In the cellar
When, after tasting, we consider that the wine is ready, we draw it off from the lees and then we add a small quantity of sulphites to stabilise it if there is any remaining residual sugar. No sulphite is added if all the sugar has been fermented.
For Pinot Noir, our methods have changed quite a bit over the years. The juice from mature grapes is macerated for about 10 days and stirred a few minutes every other day to homogenise the must and allow the extraction of anthocyanins to give colour to the wine.
Fermentation is allowed to start naturally during maceration. At the end of vatting, the must is drawn off and gently pressed to extract the potential of any remaining juice.
Malolactic fermentation also occurs naturally.
The juice obtained from old parcels is more concentrated and is placed after maceration in 500-litre oak barrels and given time over the year to finish the alcoholic and malolactic fermentation processes.
The wine is then bottled, without the addition of any sulphites or other inputs.
Both whites and reds are filtered using earth (kieselguhr).
The switch to biodynamics both in the vineyards and in the cellar has let us go further into the possibilities the process offers, while allowing microorganisms to play a larger role. We still firmly believe, however, that the human touch remains a vital part of the winemaking process, to allow the wine to express the full potential of our terroirs and varietals.
Vinifying our wines comes mostly down to a question of feeling rather than adherence to purely technical criteria.
While a wine needs to hit the right balance between sugar, alcohol, acidity and minerality, the most important thing is the emotion it produces when drunk.
Whereas our wine making process is adapted every year to the specificities of the vintage, it is the result of many years of observation.

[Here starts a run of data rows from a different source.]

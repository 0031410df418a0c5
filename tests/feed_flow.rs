mod common;

use std::sync::atomic::Ordering;

use common::{
    at_hour, comment_service, feed_service, like_service, make_post, make_user, post_service,
    MemoryBlobStore, MemoryStore,
};
use qhive_be::dtos::feed_dtos::{FeedEntryOut, FeedQuery};
use qhive_be::dtos::post_dtos::CreatePostIn;
use qhive_be::error::ApiError;
use qhive_be::models::feed::filter_entries;
use uuid::Uuid;

#[tokio::test]
async fn assembly_joins_owner_likes_and_comments() {
    let store = MemoryStore::new();
    let alice = make_user("Alice", "CSE", 3);
    let bob = make_user("Bob", "ECE", 1);
    store.seed_user(alice.clone()).await;
    store.seed_user(bob.clone()).await;

    let mut old = make_post("lab manual", Some(alice.id));
    old.created_at = Some(at_hour(9));
    let mut fresh = make_post("exam schedule", Some(bob.id));
    fresh.created_at = Some(at_hour(15));
    let old_id = store.seed_post(old).await;
    let fresh_id = store.seed_post(fresh).await;

    store.seed_like(old_id, bob.id).await;
    store.seed_like(old_id, alice.id).await;

    let comments = comment_service(&store);
    comments.append(old_id, bob.id, "thanks!").await.unwrap();
    comments.append(old_id, alice.id, "np").await.unwrap();

    let feed = feed_service(&store);
    let view = feed.current().await.unwrap();

    assert!(!view.stale);
    assert_eq!(view.entries.len(), 2);
    // Newest first.
    assert_eq!(view.entries[0].post.id, fresh_id);
    assert_eq!(view.entries[1].post.id, old_id);

    let entry = &view.entries[1];
    assert_eq!(entry.owner.branch, "CSE");
    assert_eq!(entry.owner.year, "3");
    assert_eq!(entry.like_count(), 2);
    assert!(entry.is_liked_by(bob.id));
    // Thread comes back oldest first.
    assert_eq!(entry.comments.len(), 2);
    assert_eq!(entry.comments[0].text, "thanks!");
    assert_eq!(entry.comments[1].text, "np");

    let bare = &view.entries[0];
    assert_eq!(bare.owner.branch, "ECE");
    assert_eq!(bare.like_count(), 0);
    assert!(bare.comments.is_empty());
}

#[tokio::test]
async fn untimed_posts_sort_after_every_timed_one() {
    let store = MemoryStore::new();
    let mut timed = make_post("timed", None);
    timed.created_at = Some(at_hour(1));
    let untimed_id = store.seed_post(make_post("untimed", None)).await;
    let timed_id = store.seed_post(timed).await;

    let feed = feed_service(&store);
    let view = feed.current().await.unwrap();

    assert_eq!(view.entries[0].post.id, timed_id);
    assert_eq!(view.entries[1].post.id, untimed_id);
}

#[tokio::test]
async fn missing_owner_rows_get_placeholder_badges() {
    let store = MemoryStore::new();
    // Owner id points nowhere, and a second post has no owner at all.
    store
        .seed_post(make_post("orphaned", Some(Uuid::new_v4())))
        .await;
    store.seed_post(make_post("ownerless", None)).await;

    let feed = feed_service(&store);
    let view = feed.current().await.unwrap();

    for entry in &view.entries {
        assert_eq!(entry.owner.branch, "N/A");
        assert_eq!(entry.owner.year, "N/A");
    }
}

#[tokio::test]
async fn owner_lookup_outage_degrades_to_placeholder_not_error() {
    let store = MemoryStore::new();
    let owner = make_user("Carol", "MECH", 2);
    store.seed_user(owner.clone()).await;
    store.seed_post(make_post("notes", Some(owner.id))).await;
    store.fail_users.store(true, Ordering::SeqCst);

    let feed = feed_service(&store);
    let view = feed.current().await.unwrap();

    assert!(!view.stale);
    assert_eq!(view.entries[0].owner.branch, "N/A");
}

#[tokio::test]
async fn embedded_likes_count_until_the_ledger_has_rows() {
    let store = MemoryStore::new();
    let legacy_fans = vec![Uuid::new_v4(), Uuid::new_v4(), Uuid::new_v4()];
    let mut post = make_post("old upload", None);
    post.likes = legacy_fans.clone();
    let post_id = store.seed_post(post).await;

    let feed = feed_service(&store);
    let view = feed.current().await.unwrap();
    assert_eq!(view.entries[0].like_count(), 3);
    assert!(view.entries[0].is_liked_by(legacy_fans[1]));

    // First ledger row takes over; the embedded array stops counting.
    let viewer = Uuid::new_v4();
    like_service(&store).toggle(post_id, viewer).await.unwrap();
    let view = feed.current().await.unwrap();
    assert_eq!(view.entries[0].like_count(), 1);
    assert!(view.entries[0].is_liked_by(viewer));
    assert!(!view.entries[0].is_liked_by(legacy_fans[0]));
}

#[tokio::test]
async fn likes_outage_falls_back_to_embedded_array() {
    let store = MemoryStore::new();
    let mut post = make_post("resilient", None);
    post.likes = vec![Uuid::new_v4()];
    store.seed_post(post).await;
    store.fail_likes.store(true, Ordering::SeqCst);

    let feed = feed_service(&store);
    let view = feed.current().await.unwrap();

    assert!(!view.stale);
    assert_eq!(view.entries[0].like_count(), 1);
}

#[tokio::test]
async fn comment_outage_leaves_the_thread_empty() {
    let store = MemoryStore::new();
    let post_id = store.seed_post(make_post("quiet", None)).await;
    comment_service(&store)
        .append(post_id, Uuid::new_v4(), "lost for now")
        .await
        .unwrap();
    store.fail_comments.store(true, Ordering::SeqCst);

    let feed = feed_service(&store);
    let view = feed.current().await.unwrap();

    assert!(!view.stale);
    assert!(view.entries[0].comments.is_empty());
}

#[tokio::test]
async fn posts_outage_serves_the_stale_snapshot() {
    let store = MemoryStore::new();
    let mut post = make_post("survivor", None);
    post.created_at = Some(at_hour(8));
    store.seed_post(post).await;

    let feed = feed_service(&store);
    let first = feed.current().await.unwrap();
    assert!(!first.stale);

    store.fail_posts.store(true, Ordering::SeqCst);
    let fallback = feed.current().await.unwrap();
    assert!(fallback.stale);
    assert!(fallback.stale_reason.is_some());
    assert_eq!(fallback.entries.len(), 1);
    assert_eq!(fallback.entries[0].post.title, "survivor");
    assert_eq!(fallback.refreshed_at, first.refreshed_at);

    // Recovery clears the flag.
    store.fail_posts.store(false, Ordering::SeqCst);
    let recovered = feed.current().await.unwrap();
    assert!(!recovered.stale);
}

#[tokio::test]
async fn posts_outage_with_no_snapshot_is_an_error() {
    let store = MemoryStore::new();
    store.fail_posts.store(true, Ordering::SeqCst);

    let feed = feed_service(&store);
    match feed.current().await {
        Err(ApiError::Store(_)) => {}
        other => panic!("expected store error, got {:?}", other.map(|v| v.stale)),
    }
}

#[tokio::test]
async fn interaction_patches_keep_the_stale_snapshot_current() {
    let store = MemoryStore::new();
    let post_id = store.seed_post(make_post("patched", None)).await;

    let feed = feed_service(&store);
    feed.current().await.unwrap();
    store.fail_posts.store(true, Ordering::SeqCst);

    let viewer = Uuid::new_v4();
    let likes = like_service(&store);
    let outcome = likes.toggle(post_id, viewer).await.unwrap();
    feed.apply_like(post_id, viewer, outcome.liked).await;

    let comment = comment_service(&store)
        .append(post_id, viewer, "still works")
        .await
        .unwrap();
    feed.apply_comment(&comment).await;

    let view = feed.current().await.unwrap();
    assert!(view.stale);
    assert!(view.entries[0].is_liked_by(viewer));
    assert_eq!(view.entries[0].comments.len(), 1);
    assert_eq!(view.entries[0].comments[0].text, "still works");

    // Untoggling patches back out.
    let outcome = likes.toggle(post_id, viewer).await.unwrap();
    feed.apply_like(post_id, viewer, outcome.liked).await;
    let view = feed.current().await.unwrap();
    assert!(!view.entries[0].is_liked_by(viewer));
}

#[tokio::test]
async fn removal_patch_drops_the_entry_from_the_snapshot() {
    let store = MemoryStore::new();
    let keep_id = store.seed_post(make_post("keep", None)).await;
    let drop_id = store.seed_post(make_post("drop", None)).await;

    let feed = feed_service(&store);
    feed.current().await.unwrap();
    store.fail_posts.store(true, Ordering::SeqCst);

    feed.apply_removal(drop_id).await;
    let view = feed.current().await.unwrap();
    assert!(view.stale);
    assert_eq!(view.entries.len(), 1);
    assert_eq!(view.entries[0].post.id, keep_id);
}

#[tokio::test]
async fn query_filters_compose_over_the_assembled_feed() {
    let store = MemoryStore::new();
    let cse_senior = make_user("Dev", "CSE", 4);
    let cse_fresher = make_user("Esha", "CSE", 1);
    let civil = make_user("Farhan", "CIVIL", 4);
    for user in [&cse_senior, &cse_fresher, &civil] {
        store.seed_user((*user).clone()).await;
    }
    let mut wanted = make_post("Placement Prep Notes", Some(cse_senior.id));
    wanted.description = "aptitude and coding rounds".to_string();
    store.seed_post(wanted).await;
    store
        .seed_post(make_post("Placement drive photos", Some(cse_fresher.id)))
        .await;
    store
        .seed_post(make_post("placement stats", Some(civil.id)))
        .await;

    let feed = feed_service(&store);
    let view = feed.current().await.unwrap();

    let filter = FeedQuery {
        branch: Some("CSE".to_string()),
        year: Some("4".to_string()),
        q: Some("placement".to_string()),
    }
    .into_filter();
    let hits = filter_entries(&view.entries, &filter);
    assert_eq!(hits.len(), 1);
    assert_eq!(hits[0].post.title, "Placement Prep Notes");

    // Branch comparison is exact, so a lowercase axis matches nothing.
    let filter = FeedQuery {
        branch: Some("cse".to_string()),
        year: None,
        q: None,
    }
    .into_filter();
    assert!(filter_entries(&view.entries, &filter).is_empty());
}

#[tokio::test]
async fn render_computes_the_viewer_flag_per_requester() {
    let store = MemoryStore::new();
    let fan = Uuid::new_v4();
    let post_id = store.seed_post(make_post("rendered", None)).await;
    store.seed_like(post_id, fan).await;

    let feed = feed_service(&store);
    let view = feed.current().await.unwrap();
    let entry = &view.entries[0];

    let as_fan = FeedEntryOut::from_entry(entry, Some(fan));
    assert!(as_fan.viewer_has_liked);
    assert_eq!(as_fan.like_count, 1);

    let as_stranger = FeedEntryOut::from_entry(entry, Some(Uuid::new_v4()));
    assert!(!as_stranger.viewer_has_liked);

    let anonymous = FeedEntryOut::from_entry(entry, None);
    assert!(!anonymous.viewer_has_liked);
    assert_eq!(anonymous.like_count, 1);
}

#[tokio::test]
async fn post_lifecycle_from_creation_to_deletion() {
    let store = MemoryStore::new();
    let blobs = MemoryBlobStore::new();
    let author = make_user("Asha", "CSE", 3);
    let reader = make_user("Ravi", "ECE", 2);
    store.seed_user(author.clone()).await;
    store.seed_user(reader.clone()).await;

    let posts = post_service(&store, &blobs);
    let feed = feed_service(&store);
    let likes = like_service(&store);
    let comments = comment_service(&store);

    // Author creates a text-only post; the next refresh shows it unliked.
    let post = posts
        .create(
            author.id,
            CreatePostIn {
                title: "Exam Schedule".to_string(),
                description: String::new(),
                file: None,
            },
        )
        .await
        .unwrap();
    let view = feed.current().await.unwrap();
    assert_eq!(view.entries.len(), 1);
    assert_eq!(view.entries[0].post.title, "Exam Schedule");
    assert_eq!(view.entries[0].like_count(), 0);

    // Reader likes it; the flag is per viewer.
    let outcome = likes.toggle(post.id, reader.id).await.unwrap();
    feed.apply_like(post.id, reader.id, outcome.liked).await;
    let view = feed.current().await.unwrap();
    let entry = &view.entries[0];
    assert_eq!(entry.like_count(), 1);
    assert!(FeedEntryOut::from_entry(entry, Some(reader.id)).viewer_has_liked);
    assert!(!FeedEntryOut::from_entry(entry, Some(author.id)).viewer_has_liked);

    // Author answers in the thread.
    let comment = comments.append(post.id, author.id, "Thanks").await.unwrap();
    feed.apply_comment(&comment).await;
    let thread = comments.list_for(post.id).await.unwrap();
    assert_eq!(thread.len(), 1);
    assert_eq!(thread[0].text, "Thanks");

    // Author deletes the post; the next refresh no longer carries it.
    posts.delete(post.id, author.id).await.unwrap();
    feed.apply_removal(post.id).await;
    let view = feed.current().await.unwrap();
    assert!(view.entries.is_empty());
    assert_eq!(blobs.delete_calls.load(Ordering::SeqCst), 0);
}

#[tokio::test]
async fn blank_comments_are_rejected_before_the_store() {
    let store = MemoryStore::new();
    let post_id = store.seed_post(make_post("strict", None)).await;
    let comments = comment_service(&store);

    match comments.append(post_id, Uuid::new_v4(), "   \n\t").await {
        Err(ApiError::Validation(_)) => {}
        other => panic!("expected validation error, got {:?}", other.is_ok()),
    }
    assert_eq!(store.comment_count().await, 0);

    // Stored text is the trimmed form.
    let comment = comments
        .append(post_id, Uuid::new_v4(), "  solid advice  ")
        .await
        .unwrap();
    assert_eq!(comment.text, "solid advice");
}
use std::sync::Arc;

use chrono::Utc;
use log::{info, warn};
use mime::Mime;
use uuid::Uuid;

use crate::dtos::post_dtos::CreatePostIn;
use crate::error::ApiError;
use crate::models::post::{blob_key, blob_key_from_url, NewPost, Post};
use crate::repositories::{BlobStore, PostStore};

/// Post creation and deletion, including the attached file's lifecycle in
/// the blob store.
pub struct PostService {
    posts: Arc<dyn PostStore>,
    blobs: Arc<dyn BlobStore>,
}

impl PostService {
    pub fn new(posts: Arc<dyn PostStore>, blobs: Arc<dyn BlobStore>) -> Self {
        PostService { posts, blobs }
    }

    pub async fn create(&self, owner_id: Uuid, input: CreatePostIn) -> Result<Post, ApiError> {
        let title = input.title.trim();
        if title.is_empty() {
            return Err(ApiError::Validation("title must not be empty".to_string()));
        }

        let mut file_url = None;
        let mut file_type = None;
        if let Some(upload) = &input.file {
            let media_type: Mime = upload
                .content_type
                .parse()
                .map_err(|_| ApiError::Validation("unreadable content type".to_string()))?;
            if !upload_type_allowed(&media_type) {
                return Err(ApiError::Validation(format!(
                    "unsupported file type: {}",
                    media_type
                )));
            }
            let bytes = upload
                .bytes()
                .map_err(|_| ApiError::Validation("invalid base64 file data".to_string()))?;
            let key = blob_key(owner_id, Utc::now(), &upload.file_name);
            let url = self
                .blobs
                .upload(&key, media_type.essence_str(), bytes)
                .await?;
            info!("stored attachment {} for user {}", key, owner_id);
            file_url = Some(url);
            file_type = Some(media_type.essence_str().to_string());
        }

        let post = self
            .posts
            .insert(&NewPost {
                title: title.to_string(),
                description: input.description.trim().to_string(),
                user_id: owner_id,
                file_url,
                file_type,
            })
            .await?;
        Ok(post)
    }

    /// Removes a post the caller owns: the blob first, then the metadata
    /// row. A failed blob delete is logged and tolerated — worst case is an
    /// orphaned file. A failed metadata delete is reported and the post
    /// stays visible.
    pub async fn delete(&self, post_id: Uuid, requester_id: Uuid) -> Result<(), ApiError> {
        let post = self
            .posts
            .get(post_id)
            .await?
            .ok_or_else(|| ApiError::NotFound(format!("post {} not found", post_id)))?;

        if post.user_id != Some(requester_id) {
            return Err(ApiError::Forbidden(
                "only the post owner can delete it".to_string(),
            ));
        }

        if let Some(file_url) = post.file_url.as_deref() {
            match blob_key_from_url(file_url) {
                Some(key) => {
                    if let Err(err) = self.blobs.delete(&key).await {
                        warn!(
                            "blob delete failed for post {} (key {}): {}; removing metadata anyway",
                            post_id, key, err
                        );
                    }
                }
                None => warn!("no blob key in file url {} of post {}", file_url, post_id),
            }
        }

        self.posts
            .delete(post_id)
            .await
            .map_err(|err| ApiError::DeletionFailed(err.to_string()))?;
        info!("post {} deleted by {}", post_id, requester_id);
        Ok(())
    }
}

/// Upload allowlist: any image or video, pdf, plain text and the common
/// office formats.
fn upload_type_allowed(media_type: &Mime) -> bool {
    match media_type.type_() {
        mime::IMAGE | mime::VIDEO => true,
        mime::TEXT => media_type.subtype() == mime::PLAIN,
        mime::APPLICATION => {
            let sub = media_type.subtype().as_str();
            sub == "pdf"
                || sub == "msword"
                || sub == "vnd.ms-powerpoint"
                || sub == "vnd.ms-excel"
                || sub.starts_with("vnd.openxmlformats-officedocument")
        }
        _ => false,
    }
}
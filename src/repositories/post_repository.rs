use async_trait::async_trait;
use serde::Serialize;
use uuid::Uuid;

use crate::models::post::{NewPost, Post};
use crate::repositories::{PostStore, StoreError, StoreResult, Supabase};

const TABLE: &str = "posts";

#[derive(Clone)]
pub struct PostRepository {
    supabase: Supabase,
}

impl PostRepository {
    pub fn new(supabase: Supabase) -> Self {
        PostRepository { supabase }
    }
}

#[derive(Serialize)]
struct InsertPayload<'a> {
    title: &'a str,
    description: &'a str,
    user_id: Uuid,
    #[serde(skip_serializing_if = "Option::is_none")]
    file_url: Option<&'a str>,
    #[serde(skip_serializing_if = "Option::is_none")]
    file_type: Option<&'a str>,
}

#[async_trait]
impl PostStore for PostRepository {
    async fn list_all(&self) -> StoreResult<Vec<Post>> {
        let url = format!("{}?select=*", self.supabase.rest_url(TABLE));
        let resp = self
            .supabase
            .client()
            .get(&url)
            .headers(self.supabase.headers())
            .send()
            .await?;
        let body = Supabase::expect_success(resp).await?;
        let posts: Vec<Post> = serde_json::from_str(&body)?;
        Ok(posts)
    }

    async fn get(&self, post_id: Uuid) -> StoreResult<Option<Post>> {
        let url = format!(
            "{}?id=eq.{}&select=*",
            self.supabase.rest_url(TABLE),
            urlencoding::encode(&post_id.to_string())
        );
        let resp = self
            .supabase
            .client()
            .get(&url)
            .headers(self.supabase.headers())
            .send()
            .await?;
        let body = Supabase::expect_success(resp).await?;
        let mut posts: Vec<Post> = serde_json::from_str(&body)?;
        if posts.is_empty() {
            Ok(None)
        } else {
            Ok(Some(posts.remove(0)))
        }
    }

    async fn insert(&self, new_post: &NewPost) -> StoreResult<Post> {
        let payload = InsertPayload {
            title: &new_post.title,
            description: &new_post.description,
            user_id: new_post.user_id,
            file_url: new_post.file_url.as_deref(),
            file_type: new_post.file_type.as_deref(),
        };
        let resp = self
            .supabase
            .client()
            .post(&self.supabase.rest_url(TABLE))
            .headers(self.supabase.headers())
            .header("Prefer", "return=representation")
            .json(&payload)
            .send()
            .await?;
        let body = Supabase::expect_success(resp).await?;
        let posts: Vec<Post> = serde_json::from_str(&body)?;
        posts
            .into_iter()
            .next()
            .ok_or_else(|| StoreError::Other("empty response from insert".to_string()))
    }

    async fn delete(&self, post_id: Uuid) -> StoreResult<()> {
        let url = format!(
            "{}?id=eq.{}",
            self.supabase.rest_url(TABLE),
            urlencoding::encode(&post_id.to_string())
        );
        let resp = self
            .supabase
            .client()
            .delete(&url)
            .headers(self.supabase.headers())
            .send()
            .await?;
        Supabase::expect_success(resp).await?;
        Ok(())
    }

    async fn list_for_owner(&self, owner_id: Uuid) -> StoreResult<Vec<Post>> {
        let url = format!(
            "{}?user_id=eq.{}&select=*",
            self.supabase.rest_url(TABLE),
            urlencoding::encode(&owner_id.to_string())
        );
        let resp = self
            .supabase
            .client()
            .get(&url)
            .headers(self.supabase.headers())
            .send()
            .await?;
        let body = Supabase::expect_success(resp).await?;
        let posts: Vec<Post> = serde_json::from_str(&body)?;
        Ok(posts)
    }

    async fn delete_for_owner(&self, owner_id: Uuid) -> StoreResult<()> {
        let url = format!(
            "{}?user_id=eq.{}",
            self.supabase.rest_url(TABLE),
            urlencoding::encode(&owner_id.to_string())
        );
        let resp = self
            .supabase
            .client()
            .delete(&url)
            .headers(self.supabase.headers())
            .send()
            .await?;
        Supabase::expect_success(resp).await?;
        Ok(())
    }
}
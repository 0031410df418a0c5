use actix_web::{delete, post, put, web, HttpResponse};
use log::{info, warn};
use regex::Regex;

use crate::config::AppConfig;
use crate::dtos::auth_dtos::{
    ChangePasswordIn, ConfirmPasswordIn, LoginIn, LoginOut, SignupIn, SignupOut,
};
use crate::dtos::profile_dtos::ProfileOut;
use crate::dtos::ApiResponse;
use crate::error::ApiError;
use crate::middleware::auth_extractor::AuthenticatedUser;
use crate::models::user::NewUser;
use crate::services::auth_service::AuthService;
use crate::AppState;

fn looks_like_email(email: &str) -> bool {
    let re = Regex::new(r"(?i)^[A-Z0-9._%+-]+@[A-Z0-9.-]+\.[A-Z]{2,}$").unwrap();
    re.is_match(email)
}

/// POST /auth/signup
/// Creates the credential, then the profile row keyed by the same id. No
/// session is returned; the client logs in next.
#[post("/signup")]
pub async fn signup(
    state: web::Data<AppState>,
    svc: web::Data<AuthService>,
    config: web::Data<AppConfig>,
    body: web::Json<SignupIn>,
) -> Result<HttpResponse, ApiError> {
    let email = body.email.trim().to_lowercase();

    if !looks_like_email(&email) {
        return Err(ApiError::Validation("Invalid email format".to_string()));
    }
    if let Some(pattern) = &config.campus_email_pattern {
        if !pattern.is_match(&email) {
            return Err(ApiError::Validation(
                "Please use your campus email address".to_string(),
            ));
        }
    }
    if body.password.len() < 6 {
        return Err(ApiError::Validation(
            "Password must be at least 6 characters long".to_string(),
        ));
    }

    let user_id = svc.signup(&email, &body.password).await.map_err(|e| {
        warn!("signup rejected for {}: {}", email, e);
        if e.to_string().contains("already registered") {
            ApiError::Validation("Email already exists. Please login instead.".to_string())
        } else {
            ApiError::from(e)
        }
    })?;

    let new_user = NewUser {
        id: user_id,
        email: email.clone(),
        name: body.name.trim().to_string(),
        branch: body.branch.trim().to_string(),
        year: body.year,
    };
    new_user.validate().map_err(ApiError::Validation)?;
    state.profile.create_record(&new_user).await?;

    info!("account created for {}", email);
    Ok(HttpResponse::Created().json(ApiResponse::ok(
        "Account created",
        SignupOut { user_id },
    )))
}

/// POST /auth/login
#[post("/login")]
pub async fn login(
    state: web::Data<AppState>,
    svc: web::Data<AuthService>,
    body: web::Json<LoginIn>,
) -> Result<HttpResponse, ApiError> {
    let (session, user_id) = svc.login(&body.email, &body.password).await?;

    // A missing profile row is not a login failure; the client gets the
    // session and a null profile.
    let profile = match state.profile.get(user_id).await {
        Ok(user) => Some(ProfileOut::from(user)),
        Err(ApiError::NotFound(_)) => None,
        Err(err) => {
            warn!("profile lookup failed for {}: {}", user_id, err);
            None
        }
    };

    Ok(HttpResponse::Ok().json(ApiResponse::ok(
        "Login successful",
        LoginOut { session, profile },
    )))
}

/// PUT /auth/password
/// Re-verifies the current password before setting the new one.
#[put("/password")]
pub async fn change_password(
    user: AuthenticatedUser,
    svc: web::Data<AuthService>,
    body: web::Json<ChangePasswordIn>,
) -> Result<HttpResponse, ApiError> {
    if body.new_password.len() < 6 {
        return Err(ApiError::Validation(
            "Password must be at least 6 characters long".to_string(),
        ));
    }
    let email = user
        .email
        .as_deref()
        .ok_or_else(|| ApiError::Unauthorized("token carries no email".to_string()))?;

    svc.login(email, &body.current_password)
        .await
        .map_err(|_| ApiError::Unauthorized("current password is wrong".to_string()))?;
    svc.set_password(user.user_id, &body.new_password).await?;

    info!("password changed for {}", user.user_id);
    Ok(HttpResponse::Ok().json(ApiResponse::ok("Password updated", serde_json::json!({}))))
}

/// DELETE /auth/account
/// Password-confirmed. Removes the account's rows and blobs first, the
/// credential last, so a half-done cascade can be retried by logging in
/// again.
#[delete("/account")]
pub async fn delete_account(
    state: web::Data<AppState>,
    user: AuthenticatedUser,
    svc: web::Data<AuthService>,
    body: web::Json<ConfirmPasswordIn>,
) -> Result<HttpResponse, ApiError> {
    let email = user
        .email
        .as_deref()
        .ok_or_else(|| ApiError::Unauthorized("token carries no email".to_string()))?;
    svc.login(email, &body.password)
        .await
        .map_err(|_| ApiError::Unauthorized("password confirmation failed".to_string()))?;

    state.profile.delete_account(user.user_id).await?;
    svc.delete_user(user.user_id).await?;

    info!("account {} deleted", user.user_id);
    Ok(HttpResponse::Ok().json(ApiResponse::ok("Account deleted", serde_json::json!({}))))
}

#[cfg(test)]
mod tests {
    use super::*;

    #[test]
    fn plausible_addresses_pass() {
        assert!(looks_like_email("227g1a0512@srit.ac.in"));
        assert!(looks_like_email("someone@example.com"));
    }

    #[test]
    fn junk_is_rejected() {
        assert!(!looks_like_email("not-an-email"));
        assert!(!looks_like_email("missing@tld"));
        assert!(!looks_like_email("@srit.ac.in"));
    }
}
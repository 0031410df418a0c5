use uuid::Uuid;

use crate::models::comment::Comment;
use crate::models::post::Post;
use crate::models::user::User;

/// Sentinel shown when an owner attribute is missing or the owner row is
/// gone. Feed rendering never fails on an absent profile.
pub const UNKNOWN_ATTR: &str = "N/A";

/// Filter value meaning "do not filter on this axis".
pub const FILTER_ALL: &str = "All";

/// Display attributes of a post's owner as the feed shows them. Both fields
/// are already stringified: year filters compare against the rendered text,
/// not the stored integer.
#[derive(Debug, Clone, PartialEq, Eq)]
pub struct OwnerBadge {
    pub branch: String,
    pub year: String,
}

impl OwnerBadge {
    pub fn unknown() -> Self {
        OwnerBadge {
            branch: UNKNOWN_ATTR.to_string(),
            year: UNKNOWN_ATTR.to_string(),
        }
    }

    pub fn from_user(user: &User) -> Self {
        let branch = match user.branch.as_deref() {
            Some(b) if !b.is_empty() => b.to_string(),
            _ => UNKNOWN_ATTR.to_string(),
        };
        let year = match user.year {
            Some(y) => y.to_string(),
            None => UNKNOWN_ATTR.to_string(),
        };
        OwnerBadge { branch, year }
    }
}

/// One fully assembled feed row: the post joined with its owner badge, the
/// canonical liker list and the comment thread. Viewer-agnostic so one
/// assembly serves every caller; per-viewer flags are computed at render.
#[derive(Debug, Clone)]
pub struct FeedEntry {
    pub post: Post,
    pub owner: OwnerBadge,
    pub liked_by: Vec<Uuid>,
    pub comments: Vec<Comment>,
}

impl FeedEntry {
    pub fn like_count(&self) -> usize {
        self.liked_by.len()
    }

    pub fn is_liked_by(&self, viewer_id: Uuid) -> bool {
        self.liked_by.contains(&viewer_id)
    }
}

/// Feed filter criteria. Branch and year match the owner badge exactly
/// (case-sensitive, `All` passes everything); the text needle matches
/// title or description case-insensitively, empty passes everything.
#[derive(Debug, Clone)]
pub struct FeedFilter {
    pub branch: String,
    pub year: String,
    pub text: String,
}

impl Default for FeedFilter {
    fn default() -> Self {
        FeedFilter {
            branch: FILTER_ALL.to_string(),
            year: FILTER_ALL.to_string(),
            text: String::new(),
        }
    }
}

impl FeedFilter {
    pub fn new(branch: Option<String>, year: Option<String>, text: Option<String>) -> Self {
        FeedFilter {
            branch: branch.unwrap_or_else(|| FILTER_ALL.to_string()),
            year: year.unwrap_or_else(|| FILTER_ALL.to_string()),
            text: text.unwrap_or_default(),
        }
    }

    pub fn matches(&self, entry: &FeedEntry) -> bool {
        if self.branch != FILTER_ALL && entry.owner.branch != self.branch {
            return false;
        }
        if self.year != FILTER_ALL && entry.owner.year != self.year {
            return false;
        }
        if !self.text.is_empty() {
            let needle = self.text.to_lowercase();
            if !entry.post.title.to_lowercase().contains(&needle)
                && !entry.post.description.to_lowercase().contains(&needle)
            {
                return false;
            }
        }
        true
    }
}

/// Applies the filter without touching the input order. Pure, so it can be
/// re-run on every criteria change against the same assembled feed.
pub fn filter_entries(entries: &[FeedEntry], filter: &FeedFilter) -> Vec<FeedEntry> {
    entries
        .iter()
        .filter(|entry| filter.matches(entry))
        .cloned()
        .collect()
}

/// Newest first. Rows without a timestamp sort as epoch zero and land at
/// the tail; ties keep their incoming order.
pub fn sort_newest_first(entries: &mut [FeedEntry]) {
    entries.sort_by_key(|entry| {
        std::cmp::Reverse(
            entry
                .post
                .created_at
                .map(|t| t.timestamp_millis())
                .unwrap_or(0),
        )
    });
}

Our work today consists of allowing the microorganisms naturally present in the grape juice to do their work largely undisturbed.
The juice is obtained after between 7 and 8 hours pressing and no sulphite is added. The must deposit will precipitate naturally by gravity to the bottom of the tank and allowed to settle before the clear must, which still contains fine particles for the indigenous yeasts to feed off, is drawn off to allow natural fermentation to start.
Density and temperature (which is kept at around 20°C) are the only elements which are regulated during the fermentation process.
We remain convinced that the place of Man is essential in these processes of transformation, in order to accompany our wines to a fair transcription of our terroirs and grape varieties.